Quote Originally Posted by Eloah View Post
Another thing to remember is what their skills actually mean, many meanings get lost in other languages. To start with, almost everything they do is related to poisons, heals and attacks, as that is something done in the real world, injecting toxins into our bodies to either heal ourselves or cause injury to others. As an example Art of War in Japanese is Poisoning Art, Leeches was an old method of "purifying" the body, and Physick is an old term for a laxative. As for some other skills, Adloquium is Encouragement Plan(which is what Adlo means in Latin) Succor is morale lifting plan, the Galvanize effect is encouragement in Japanese, and Galvanize itself means both to shield and encourage. As well as the rest of their non-fairy based skills which deal with tactical measures, often being a translation of the original Japanese in an easier to understand/cool sounding formate; why say Far Seeing Plan when you can say Excogitation. Also, here is something I wrote a while back about the Broil line of spells.
A few further points:
  • I'd have to find the Yoshida/Koji interview that discussed it, but Yoshida himself mentioned that when a particular job draws at all from European motifs or historical reference, the English names are generally devised first. This definitely doesn't seem to be the case with Broil, but I'd hazard the references are intentional for Leeches and Galvanize, while Physick is just the obvious "academicification" of your typical "heal" spell. Note also that while the French words may follow more obvious thematic connections between their abilities ("Law", "Dogma", "Strategy", and "Treaty"), they and the German words are mostly direct translations from the English words, not the Japanese.

  • Leeches were primarily a way of sucking blood from the body to cure "excess of blood", one of the four types of humors (from the greek χυμός, meaning "sap") of the body, similar to the four elements, which needed to be each be within an acceptable range and balanced against each other in an acceptable range. Excess blood was usually associated with hyperactivity, giddiness, manic swings, and the like. More effectively, it was also used on actual skin problems, hemorrhoids, or the like. However, since the treatment -- via leeches -- of the "blood" humor was so much easier than of black bile or yellow bile (the last being phlegm), leech treatment tended to be horrifically overused.

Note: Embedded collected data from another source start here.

//! Fermionic ladder operators and sequences thereof.

use std::error::Error;
use std::fmt;
use std::str::FromStr;

use serde::{Deserialize, Serialize};

pub mod sequence;

pub use sequence::{
    Exchange, IndexOrdered, IndexOrderedLadderSequence, LadderSequence, NormalOrdered,
    NormalOrderedLadderSequence, OrderingTier, Unordered,
};


// ======
// Errors
// ======

/// An enumerated type for the errors arising from the construction and manipulation of ladder
/// operators and ladder sequences.
#[derive(Clone, Debug, PartialEq, Eq)]
pub enum LadderSequenceError {
    /// Variant for malformed inputs such as negative indices, unrecognised kind tags, or
    /// out-of-range exchange positions.
    InvalidArgument(String),

    /// Variant for violated internal contracts, such as index-ordering a sequence that is not
    /// in normal order.
    InvalidState(String),
}

impl fmt::Display for LadderSequenceError {
    fn fmt(&self, f: &mut fmt::Formatter<'_>) -> fmt::Result {
        match self {
            Self::InvalidArgument(msg) => write!(f, "Invalid ladder argument: {msg}"),
            Self::InvalidState(msg) => write!(f, "Invalid ladder sequence state: {msg}"),
        }
    }
}

impl Error for LadderSequenceError {}

// ====================================
// Enum definitions and implementations
// ====================================

/// An enumerated type for the two kinds of fermionic ladder operators.
///
/// The derived ordering places [`Self::Raising`] before [`Self::Lowering`], which is exactly the
/// key used when bringing a sequence into normal order.
#[derive(Clone, Copy, Debug, PartialEq, Eq, Hash, PartialOrd, Ord, Serialize, Deserialize)]
pub enum LadderOperatorKind {
    /// Variant for creation operators, $`a^{\dagger}_p`$.
    Raising,

    /// Variant for annihilation operators, $`a_p`$.
    Lowering,
}

impl LadderOperatorKind {
    /// Returns the opposite kind, *i.e.* the kind of the Hermitian conjugate.
    #[must_use]
    pub fn conjugate(&self) -> Self {
        match self {
            Self::Raising => Self::Lowering,
            Self::Lowering => Self::Raising,
        }
    }
}

impl FromStr for LadderOperatorKind {
    type Err = LadderSequenceError;

    /// Parses a kind tag. Accepted tags are `u`, `+` and `raising` for raising operators, and
    /// `d`, `-` and `lowering` for lowering operators (case-insensitive).
    fn from_str(s: &str) -> Result<Self, Self::Err> {
        match s.trim().to_lowercase().as_str() {
            "u" | "+" | "raising" => Ok(Self::Raising),
            "d" | "-" | "lowering" => Ok(Self::Lowering),
            _ => Err(LadderSequenceError::InvalidArgument(format!(
                "unrecognised ladder operator kind tag `{s}`"
            ))),
        }
    }
}

impl fmt::Display for LadderOperatorKind {
    fn fmt(&self, f: &mut fmt::Formatter<'_>) -> fmt::Result {
        match self {
            Self::Raising => write!(f, "u"),
            Self::Lowering => write!(f, "d"),
        }
    }
}

// ======================================
// Struct definitions and implementations
// ======================================

/// A structure representing a single fermionic ladder operator acting on a spin-orbital.
#[derive(Clone, Copy, Debug, PartialEq, Eq, Hash, Serialize, Deserialize)]
pub struct LadderOperator {
    /// The kind of the ladder operator.
    kind: LadderOperatorKind,

    /// The index of the spin-orbital on which the ladder operator acts.
    index: usize,
}

impl LadderOperator {
    /// Constructs a ladder operator.
    pub fn new(kind: LadderOperatorKind, index: usize) -> Self {
        Self { kind, index }
    }

    /// Constructs a raising operator $`a^{\dagger}_p`$.
    pub fn raising(index: usize) -> Self {
        Self::new(LadderOperatorKind::Raising, index)
    }

    /// Constructs a lowering operator $`a_p`$.
    pub fn lowering(index: usize) -> Self {
        Self::new(LadderOperatorKind::Lowering, index)
    }

    /// Constructs a ladder operator from unvalidated input.
    ///
    /// # Arguments
    ///
    /// * `tag` - A kind tag understood by [`LadderOperatorKind::from_str`].
    /// * `index` - A signed spin-orbital index, which must be non-negative.
    ///
    /// # Returns
    ///
    /// The ladder operator, or [`LadderSequenceError::InvalidArgument`] if the tag is not
    /// recognised or the index is negative.
    pub fn from_tagged(tag: &str, index: i64) -> Result<Self, LadderSequenceError> {
        let kind = tag.parse::<LadderOperatorKind>()?;
        let index = usize::try_from(index).map_err(|_| {
            LadderSequenceError::InvalidArgument(format!(
                "ladder operator index `{index}` must be non-negative"
            ))
        })?;
        Ok(Self::new(kind, index))
    }

    /// The kind of this operator.
    pub fn kind(&self) -> LadderOperatorKind {
        self.kind
    }

    /// The spin-orbital index of this operator.
    pub fn index(&self) -> usize {
        self.index
    }

    pub fn is_raising(&self) -> bool {
        self.kind == LadderOperatorKind::Raising
    }

    pub fn is_lowering(&self) -> bool {
        self.kind == LadderOperatorKind::Lowering
    }

    /// Returns the Hermitian conjugate of this operator.
    #[must_use]
    pub fn conjugate(&self) -> Self {
        Self::new(self.kind.conjugate(), self.index)
    }
}

impl TryFrom<(&str, i64)> for LadderOperator {
    type Error = LadderSequenceError;

    fn try_from((tag, index): (&str, i64)) -> Result<Self, Self::Error> {
        Self::from_tagged(tag, index)
    }
}

impl From<(LadderOperatorKind, usize)> for LadderOperator {
    fn from((kind, index): (LadderOperatorKind, usize)) -> Self {
        Self::new(kind, index)
    }
}

impl fmt::Display for LadderOperator {
    fn fmt(&self, f: &mut fmt::Formatter<'_>) -> fmt::Result {
        write!(f, "{}{}", self.index, self.kind)
    }
}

  • Physic is literally an old word for "cure". Because it later came to mean a "natural cure", which then in turn became "natural medicine", and then the most common natural medicine (separate from "herbs" alone) became those of teas or laxatives, and people didn't necessarily want to sip laxatives for a calming drink... physick finally more often referred to laxatives. We can safely assume here though that it still literally means "to cure" or "to heal", as it did previously. Contrary to frequent opinion on these forums, we aren't actually trying to make tanks **** themselves.
  • Galvanize has a bit of a complex history. Even now its literal meaning is to induce a muscle contraction via electricity, which gives you a much closer idea of its origin: Luigi Galvani, who experimented on muscle-electricity interaction and whose works later became the basis for theories of (re)animation and, more famously, Mary Shelley's Frankenstein. Now, of course, the term more often takes after its metaphorical relationship to electricity -- to "shock" something into action. I also wouldn't doubt that its use in, say, "galvanized steel" (electrically coupling a coating of tin to iron or steel to protect the underlying metal from rust) is also an intended reference.
  • It's not as if the non-Japanese translations of Scholar abilities lack their own humor (modern meaning); Adloquium, for instance, is literally just reassuring words, or a speech (-loquium) of purpose for some action or against some negative circumstance (ad-).